Take each line of the records below that contains the string "submissions" and copy it.

DATA TO USE =
━━━━━━━━
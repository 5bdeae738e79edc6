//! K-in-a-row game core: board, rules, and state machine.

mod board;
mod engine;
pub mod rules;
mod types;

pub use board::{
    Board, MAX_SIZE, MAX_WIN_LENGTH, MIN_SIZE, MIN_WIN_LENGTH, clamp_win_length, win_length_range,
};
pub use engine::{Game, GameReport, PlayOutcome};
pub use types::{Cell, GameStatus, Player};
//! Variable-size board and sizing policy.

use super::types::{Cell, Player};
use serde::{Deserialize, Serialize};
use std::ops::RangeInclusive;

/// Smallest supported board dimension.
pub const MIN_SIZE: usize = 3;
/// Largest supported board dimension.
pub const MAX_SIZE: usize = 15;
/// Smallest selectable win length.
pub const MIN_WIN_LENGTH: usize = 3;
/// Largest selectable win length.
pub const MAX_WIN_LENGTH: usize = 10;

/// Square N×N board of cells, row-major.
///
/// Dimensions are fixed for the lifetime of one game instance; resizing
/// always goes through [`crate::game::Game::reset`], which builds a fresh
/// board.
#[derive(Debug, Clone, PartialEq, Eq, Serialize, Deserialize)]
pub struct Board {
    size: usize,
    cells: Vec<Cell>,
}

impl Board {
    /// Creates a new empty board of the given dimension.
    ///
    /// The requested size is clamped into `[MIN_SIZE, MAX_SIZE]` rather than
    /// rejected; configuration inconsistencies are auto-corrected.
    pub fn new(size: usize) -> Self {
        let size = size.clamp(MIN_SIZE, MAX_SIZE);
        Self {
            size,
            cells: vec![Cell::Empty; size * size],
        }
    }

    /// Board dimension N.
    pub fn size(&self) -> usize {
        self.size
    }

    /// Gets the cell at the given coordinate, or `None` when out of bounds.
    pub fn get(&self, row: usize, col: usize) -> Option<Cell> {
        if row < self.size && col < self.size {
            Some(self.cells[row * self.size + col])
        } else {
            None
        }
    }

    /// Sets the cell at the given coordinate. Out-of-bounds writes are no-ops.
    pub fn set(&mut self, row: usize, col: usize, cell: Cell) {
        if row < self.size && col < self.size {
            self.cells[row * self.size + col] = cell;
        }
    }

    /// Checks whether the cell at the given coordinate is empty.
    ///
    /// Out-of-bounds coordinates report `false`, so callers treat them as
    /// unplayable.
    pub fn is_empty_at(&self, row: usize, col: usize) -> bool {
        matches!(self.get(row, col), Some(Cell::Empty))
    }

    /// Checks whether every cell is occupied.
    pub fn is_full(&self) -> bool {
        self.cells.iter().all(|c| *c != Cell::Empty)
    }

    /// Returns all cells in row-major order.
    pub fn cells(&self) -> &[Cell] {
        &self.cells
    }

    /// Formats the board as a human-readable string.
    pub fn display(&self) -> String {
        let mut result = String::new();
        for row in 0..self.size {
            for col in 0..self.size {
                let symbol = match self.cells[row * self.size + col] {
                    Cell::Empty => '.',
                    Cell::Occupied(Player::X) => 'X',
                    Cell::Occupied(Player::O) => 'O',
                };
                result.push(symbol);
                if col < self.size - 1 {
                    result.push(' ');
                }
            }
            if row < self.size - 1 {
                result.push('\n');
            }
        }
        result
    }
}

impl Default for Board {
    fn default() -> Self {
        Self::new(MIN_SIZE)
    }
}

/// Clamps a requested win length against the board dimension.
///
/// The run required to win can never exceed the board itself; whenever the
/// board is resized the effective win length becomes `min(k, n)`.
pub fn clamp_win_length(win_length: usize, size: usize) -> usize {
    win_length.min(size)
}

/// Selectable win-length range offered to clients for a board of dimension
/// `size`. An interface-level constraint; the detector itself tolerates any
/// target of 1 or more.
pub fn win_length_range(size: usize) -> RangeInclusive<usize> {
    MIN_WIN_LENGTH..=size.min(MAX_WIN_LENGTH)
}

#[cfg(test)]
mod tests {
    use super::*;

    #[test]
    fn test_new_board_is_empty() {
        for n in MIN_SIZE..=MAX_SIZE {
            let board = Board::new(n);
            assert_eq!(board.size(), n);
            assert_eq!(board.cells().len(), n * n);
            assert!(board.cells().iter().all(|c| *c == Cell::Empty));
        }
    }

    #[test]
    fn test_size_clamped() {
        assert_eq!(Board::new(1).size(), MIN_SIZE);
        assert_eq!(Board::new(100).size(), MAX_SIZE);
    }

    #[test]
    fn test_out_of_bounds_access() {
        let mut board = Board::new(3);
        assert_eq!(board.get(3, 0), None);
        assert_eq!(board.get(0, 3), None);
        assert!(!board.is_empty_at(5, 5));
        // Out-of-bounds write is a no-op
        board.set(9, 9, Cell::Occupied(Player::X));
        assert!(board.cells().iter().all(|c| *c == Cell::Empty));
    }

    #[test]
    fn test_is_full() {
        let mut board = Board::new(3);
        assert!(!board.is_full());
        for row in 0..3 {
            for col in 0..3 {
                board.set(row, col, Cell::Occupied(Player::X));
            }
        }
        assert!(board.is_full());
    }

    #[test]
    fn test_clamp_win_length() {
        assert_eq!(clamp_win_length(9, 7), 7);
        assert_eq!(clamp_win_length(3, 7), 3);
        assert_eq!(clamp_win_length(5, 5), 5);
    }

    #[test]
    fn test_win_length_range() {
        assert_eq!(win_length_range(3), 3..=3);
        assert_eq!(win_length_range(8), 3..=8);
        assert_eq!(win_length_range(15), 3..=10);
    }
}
━━━━━━━━
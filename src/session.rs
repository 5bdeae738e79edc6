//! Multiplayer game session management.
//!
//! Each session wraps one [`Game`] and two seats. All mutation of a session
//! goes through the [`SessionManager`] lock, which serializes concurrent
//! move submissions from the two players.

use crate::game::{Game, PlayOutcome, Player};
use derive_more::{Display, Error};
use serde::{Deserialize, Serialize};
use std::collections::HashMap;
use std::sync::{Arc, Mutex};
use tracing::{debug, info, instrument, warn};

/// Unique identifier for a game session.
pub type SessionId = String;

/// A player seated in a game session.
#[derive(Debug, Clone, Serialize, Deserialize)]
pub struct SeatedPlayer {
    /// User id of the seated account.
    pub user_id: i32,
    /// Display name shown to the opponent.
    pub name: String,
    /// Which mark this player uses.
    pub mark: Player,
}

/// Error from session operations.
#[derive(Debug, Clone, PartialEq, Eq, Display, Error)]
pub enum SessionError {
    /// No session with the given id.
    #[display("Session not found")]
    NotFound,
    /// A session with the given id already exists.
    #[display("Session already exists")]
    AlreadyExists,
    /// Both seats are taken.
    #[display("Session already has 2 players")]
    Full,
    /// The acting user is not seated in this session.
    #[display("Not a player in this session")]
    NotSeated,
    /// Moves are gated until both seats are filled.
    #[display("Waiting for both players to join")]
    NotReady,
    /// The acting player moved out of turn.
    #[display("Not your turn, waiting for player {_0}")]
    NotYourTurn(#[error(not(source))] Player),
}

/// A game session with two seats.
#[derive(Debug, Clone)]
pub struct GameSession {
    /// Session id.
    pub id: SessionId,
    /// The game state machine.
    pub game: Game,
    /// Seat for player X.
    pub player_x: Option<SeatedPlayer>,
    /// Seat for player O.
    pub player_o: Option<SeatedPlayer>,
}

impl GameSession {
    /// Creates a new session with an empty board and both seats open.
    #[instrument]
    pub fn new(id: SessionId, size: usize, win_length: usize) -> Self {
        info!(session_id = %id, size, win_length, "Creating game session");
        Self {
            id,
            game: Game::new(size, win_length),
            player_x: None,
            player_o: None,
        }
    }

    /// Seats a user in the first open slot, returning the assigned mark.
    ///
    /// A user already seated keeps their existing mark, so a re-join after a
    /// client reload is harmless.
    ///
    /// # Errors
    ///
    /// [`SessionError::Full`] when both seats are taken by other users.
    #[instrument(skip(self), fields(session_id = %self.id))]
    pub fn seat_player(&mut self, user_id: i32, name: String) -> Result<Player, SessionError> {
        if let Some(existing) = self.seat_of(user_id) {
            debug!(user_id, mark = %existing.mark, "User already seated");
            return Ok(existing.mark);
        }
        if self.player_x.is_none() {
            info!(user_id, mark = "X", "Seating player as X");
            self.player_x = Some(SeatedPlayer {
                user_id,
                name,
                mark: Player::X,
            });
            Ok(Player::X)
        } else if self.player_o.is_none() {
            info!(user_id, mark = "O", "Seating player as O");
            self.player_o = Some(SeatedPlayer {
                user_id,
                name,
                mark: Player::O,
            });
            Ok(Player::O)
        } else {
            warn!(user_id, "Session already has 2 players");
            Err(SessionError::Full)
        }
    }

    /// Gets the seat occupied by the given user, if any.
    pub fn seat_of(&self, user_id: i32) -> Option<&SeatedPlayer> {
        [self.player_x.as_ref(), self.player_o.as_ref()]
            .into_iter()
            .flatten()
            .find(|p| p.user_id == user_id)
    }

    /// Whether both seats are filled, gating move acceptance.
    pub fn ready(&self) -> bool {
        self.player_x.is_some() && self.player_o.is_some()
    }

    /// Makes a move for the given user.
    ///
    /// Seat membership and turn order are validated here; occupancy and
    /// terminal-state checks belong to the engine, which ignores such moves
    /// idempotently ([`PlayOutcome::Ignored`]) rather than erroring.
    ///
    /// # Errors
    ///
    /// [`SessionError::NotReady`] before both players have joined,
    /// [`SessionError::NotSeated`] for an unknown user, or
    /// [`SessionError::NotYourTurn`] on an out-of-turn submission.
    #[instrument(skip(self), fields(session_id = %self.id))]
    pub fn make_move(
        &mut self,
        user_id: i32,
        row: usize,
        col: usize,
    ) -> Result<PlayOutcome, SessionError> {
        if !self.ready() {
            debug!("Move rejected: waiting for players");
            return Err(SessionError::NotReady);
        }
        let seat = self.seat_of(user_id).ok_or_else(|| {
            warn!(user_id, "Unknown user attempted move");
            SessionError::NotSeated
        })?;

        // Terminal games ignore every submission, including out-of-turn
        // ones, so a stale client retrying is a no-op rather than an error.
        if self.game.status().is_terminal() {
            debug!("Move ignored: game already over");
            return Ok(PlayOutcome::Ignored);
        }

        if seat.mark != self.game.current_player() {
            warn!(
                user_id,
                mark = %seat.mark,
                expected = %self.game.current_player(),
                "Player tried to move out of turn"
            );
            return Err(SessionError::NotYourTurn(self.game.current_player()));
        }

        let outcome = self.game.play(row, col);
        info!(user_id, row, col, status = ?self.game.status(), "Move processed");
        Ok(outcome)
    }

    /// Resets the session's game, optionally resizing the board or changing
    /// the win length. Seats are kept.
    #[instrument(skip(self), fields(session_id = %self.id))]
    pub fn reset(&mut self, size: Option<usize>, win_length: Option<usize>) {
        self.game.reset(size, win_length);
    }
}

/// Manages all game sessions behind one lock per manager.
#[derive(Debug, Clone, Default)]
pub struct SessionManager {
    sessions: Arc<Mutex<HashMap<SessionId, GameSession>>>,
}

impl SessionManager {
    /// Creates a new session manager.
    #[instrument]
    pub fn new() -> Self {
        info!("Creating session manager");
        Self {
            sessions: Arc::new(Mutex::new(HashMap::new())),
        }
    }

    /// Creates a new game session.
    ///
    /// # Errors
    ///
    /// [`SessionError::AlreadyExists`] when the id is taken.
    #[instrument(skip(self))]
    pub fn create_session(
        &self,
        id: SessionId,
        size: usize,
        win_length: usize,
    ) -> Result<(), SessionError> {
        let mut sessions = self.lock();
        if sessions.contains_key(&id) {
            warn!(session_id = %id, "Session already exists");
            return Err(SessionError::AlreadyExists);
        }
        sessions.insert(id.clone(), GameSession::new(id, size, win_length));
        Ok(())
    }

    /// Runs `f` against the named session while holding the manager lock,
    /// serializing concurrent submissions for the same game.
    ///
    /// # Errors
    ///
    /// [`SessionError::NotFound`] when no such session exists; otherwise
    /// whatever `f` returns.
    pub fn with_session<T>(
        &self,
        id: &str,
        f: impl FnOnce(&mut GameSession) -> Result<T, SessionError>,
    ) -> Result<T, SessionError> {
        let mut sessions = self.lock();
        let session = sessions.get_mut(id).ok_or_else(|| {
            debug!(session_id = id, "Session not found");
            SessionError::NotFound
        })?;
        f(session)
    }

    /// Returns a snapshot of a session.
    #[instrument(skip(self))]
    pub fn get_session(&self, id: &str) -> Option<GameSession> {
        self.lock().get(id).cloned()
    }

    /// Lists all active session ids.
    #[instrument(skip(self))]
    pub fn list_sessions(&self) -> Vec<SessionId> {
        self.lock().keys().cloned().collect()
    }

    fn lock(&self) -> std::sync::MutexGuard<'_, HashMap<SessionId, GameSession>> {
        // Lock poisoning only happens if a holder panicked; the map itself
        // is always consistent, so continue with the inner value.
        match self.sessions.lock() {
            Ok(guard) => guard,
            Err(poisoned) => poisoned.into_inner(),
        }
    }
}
━━━━━━━━
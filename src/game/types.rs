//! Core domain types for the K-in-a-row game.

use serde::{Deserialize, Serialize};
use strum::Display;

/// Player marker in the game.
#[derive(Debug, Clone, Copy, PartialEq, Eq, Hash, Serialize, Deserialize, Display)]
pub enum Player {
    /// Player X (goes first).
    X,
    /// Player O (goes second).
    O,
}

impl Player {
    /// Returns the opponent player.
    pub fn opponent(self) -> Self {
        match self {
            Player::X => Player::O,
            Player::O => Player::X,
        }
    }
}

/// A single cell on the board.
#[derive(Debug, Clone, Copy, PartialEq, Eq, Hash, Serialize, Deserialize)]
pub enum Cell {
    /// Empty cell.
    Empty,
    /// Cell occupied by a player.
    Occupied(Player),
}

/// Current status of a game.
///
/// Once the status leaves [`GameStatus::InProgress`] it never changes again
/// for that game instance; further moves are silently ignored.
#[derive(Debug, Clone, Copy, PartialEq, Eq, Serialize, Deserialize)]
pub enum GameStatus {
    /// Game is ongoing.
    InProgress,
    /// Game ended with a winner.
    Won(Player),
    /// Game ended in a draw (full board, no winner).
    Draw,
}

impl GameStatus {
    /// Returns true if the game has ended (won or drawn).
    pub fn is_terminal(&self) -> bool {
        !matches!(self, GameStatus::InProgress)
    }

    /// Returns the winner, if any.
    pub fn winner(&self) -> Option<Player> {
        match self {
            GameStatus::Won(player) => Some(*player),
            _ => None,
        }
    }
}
━━━━━━━━
REPLY TO THE EXERCISE =
//! move submissions from the two players.
    /// serializing concurrent submissions for the same game.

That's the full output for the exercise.